Não existe vilão mais perigoso que aquele que consegue manipular as pessoas ao seu redor, se utilizando apenas de inteligência. Não que um vilão forte ou poderoso não seja assustador, mas um pensante é sempre mais aterrorizante. 5) Coronel Hans Landa - Bastardos Inglórios
Um detetive nazista, quase uma versão do mal de Sherlock Holmes, esse é um dos vilões mais interessantes que Tarantino já criou. Contudo, ele também é extremamente pragmático, nunca deixando-se tomar por ideologias ou patriotismo, o que o torna um tanto quanto imprevisível.
4) Coringa -Batman Outro vilão inteligente e imprevisível, mas esse é um agente caótico. Nunca sabemos o que o Coringa vai fazer, mas será algo chamativo e destrutivo. Como ele não possui um objetivo claro, fica difícil advinhar o que vem depois com esse vilão, o que torna assisti-lo uma experiência sempre divertida.
3) Imperador Palpatine - Star Wars
Como garantir vitória? Sempre jogue dos dois lados do tabuleiro. É assim que o Imperador de Guerra nas Estrelas trabalha, semeando discórdia e instigando a guerra em ambos os campos de batalha, até que resultado seja o melhor para ele mesmo.

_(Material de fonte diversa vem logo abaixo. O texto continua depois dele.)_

//! Status effect querying and consumption.
//!
//! Effects are entities referenced from a holder's [`Status`]
//! component; their kind is determined by membership in the effect
//! stores (immunity / phasing / speed), and their lifetime by the
//! optional [`TimeLimit`] / [`UsageLimit`] limiter components. Helpers
//! here are shared by movement, damage, and pathfinding.

use gridrun_core::{EntityId, State, Status, TimeLimit, UsageLimit};

/// Effect store discriminator used when selecting effects.
#[derive(Clone, Copy, Debug, PartialEq, Eq)]
pub enum EffectKind {
    /// Negates incoming damage instances.
    Immunity,
    /// Suppresses blocking / collidable checks for the holder.
    Phasing,
    /// Multiplies movement sub-steps.
    Speed,
}

/// Whether `effect` exists in the store for `kind`.
fn in_store(state: &State, kind: EffectKind, effect: EntityId) -> bool {
    match kind {
        EffectKind::Immunity => state.immunity.contains(effect),
        EffectKind::Phasing => state.phasing.contains(effect),
        EffectKind::Speed => state.speed.contains(effect),
    }
}

/// Whether `effect` exists in any effect store.
pub fn effect_exists(state: &State, effect: EntityId) -> bool {
    in_store(state, EffectKind::Immunity, effect)
        || in_store(state, EffectKind::Phasing, effect)
        || in_store(state, EffectKind::Speed, effect)
}

/// Whether `effect` has no exhausted time or usage limit.
///
/// An absent limiter means unlimited.
pub fn effect_valid(state: &State, effect: EntityId) -> bool {
    if let Some(&TimeLimit { amount }) = state.time_limit.get(effect) {
        if amount <= 0 {
            return false;
        }
    }
    if let Some(&UsageLimit { amount }) = state.usage_limit.get(effect) {
        if amount <= 0 {
            return false;
        }
    }
    true
}

/// Select a consumable effect of one of `kinds` from `status`.
///
/// Selection is deterministic:
/// 1. keep effect IDs present in at least one requested store,
/// 2. drop expired effects,
/// 3. prefer effects without a usage limit (they cost nothing to use),
/// 4. tie-break by lowest entity ID.
pub fn select_effect(state: &State, status: &Status, kinds: &[EffectKind]) -> Option<EntityId> {
    let mut valid: Vec<EntityId> = status
        .effect_ids
        .iter()
        .copied()
        .filter(|id| kinds.iter().any(|k| in_store(state, *k, *id)))
        .filter(|id| effect_valid(state, *id))
        .collect();
    if valid.is_empty() {
        return None;
    }
    valid.sort_unstable();

    valid
        .iter()
        .copied()
        .find(|id| !state.usage_limit.contains(*id))
        .or_else(|| valid.first().copied())
}

/// Decrement the usage counter of `effect` if it is usage-limited.
pub fn consume_usage(state: &mut State, effect: EntityId) {
    if let Some(&UsageLimit { amount }) = state.usage_limit.get(effect) {
        state
            .usage_limit
            .insert(effect, UsageLimit { amount: amount - 1 });
    }
}

/// Select and consume an effect of `kinds` on `holder`, if present.
///
/// Returns the consumed effect's ID. `state` is only modified when an
/// effect was found (its usage counter, if any, is decremented).
pub fn use_effect_if_present(
    state: &mut State,
    holder: EntityId,
    kinds: &[EffectKind],
) -> Option<EntityId> {
    let status = state.status.get(holder)?.clone();
    let effect = select_effect(state, &status, kinds)?;
    consume_usage(state, effect);
    Some(effect)
}

#[cfg(test)]
mod tests {
    use super::*;
    use gridrun_core::{MoveRule, ObjectiveRule, Speed};

    fn world() -> State {
        State::new(4, 4, MoveRule::Default, ObjectiveRule::Exit)
    }

    fn give_status(state: &mut State, holder: EntityId, effects: &[EntityId]) {
        let mut status = Status::new();
        for e in effects {
            status = status.with_effect(*e);
        }
        state.status.insert(holder, status);
    }

    #[test]
    fn selection_prefers_unlimited_usage() {
        let mut state = world();
        let holder = EntityId(0);
        let limited = EntityId(1);
        let unlimited = EntityId(2);
        state.immunity.insert(limited);
        state.immunity.insert(unlimited);
        state.usage_limit.insert(limited, UsageLimit { amount: 3 });
        give_status(&mut state, holder, &[limited, unlimited]);

        let picked = use_effect_if_present(&mut state, holder, &[EffectKind::Immunity]);
        assert_eq!(picked, Some(unlimited));
        // The limited effect was not consumed.
        assert_eq!(state.usage_limit.get(limited), Some(&UsageLimit { amount: 3 }));
    }

    #[test]
    fn expired_effects_are_never_selected() {
        let mut state = world();
        let holder = EntityId(0);
        let spent = EntityId(1);
        state.phasing.insert(spent);
        state.usage_limit.insert(spent, UsageLimit { amount: 0 });
        give_status(&mut state, holder, &[spent]);

        assert_eq!(
            use_effect_if_present(&mut state, holder, &[EffectKind::Phasing]),
            None
        );
    }

    #[test]
    fn consuming_decrements_usage() {
        let mut state = world();
        let holder = EntityId(0);
        let effect = EntityId(1);
        state.speed.insert(effect, Speed { multiplier: 2 });
        state.usage_limit.insert(effect, UsageLimit { amount: 2 });
        give_status(&mut state, holder, &[effect]);

        let picked = use_effect_if_present(&mut state, holder, &[EffectKind::Speed]);
        assert_eq!(picked, Some(effect));
        assert_eq!(state.usage_limit.get(effect), Some(&UsageLimit { amount: 1 }));
    }

    #[test]
    fn kind_filter_is_respected() {
        let mut state = world();
        let holder = EntityId(0);
        let speed = EntityId(1);
        state.speed.insert(speed, Speed { multiplier: 2 });
        give_status(&mut state, holder, &[speed]);

        assert_eq!(
            use_effect_if_present(&mut state, holder, &[EffectKind::Immunity]),
            None
        );
    }
}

2) Roger "Verbal" Kint -Usual Suspects O vilão que está bem na sua frente, mas você não consegue vê-lo. Esse é "Verbal" Kint, ou Kayser Soze, ou como quiser chamá-lo. Escondido atrás de uma fachada tímida e simpática, está um vilão manipulador e brilhante. 1) Little Finger -Game of Thrones
Caos é uma escada. Assim que Little Finger trabalha. Ele entende que para gerar oportunidades para crescer, ele precisa desequilibrar o status quo. É ele quem inicia todo o enredo da história que leva à guerra entre os reinos, sem jamais se envolver diretamente em nenhum aspecto da trama. Top 5 personagens minorias
Obras de ficção tem como obrigação retratar toda a diversidade de vidas e experiências humanas. Esses são alguns dos melhores exemplos de diversidade em produções recentes. 5) Wiccan & Hulking - Young Avengers O Filho da Feiticeira Escarlate e Visão e o filho de um guerreiro Kree e uma princesa Skrull. Esse casal gay faz parte do grupo de Vingadores jovens, chamados Young Avengers, e agora foram promovidos para o grupo oficial.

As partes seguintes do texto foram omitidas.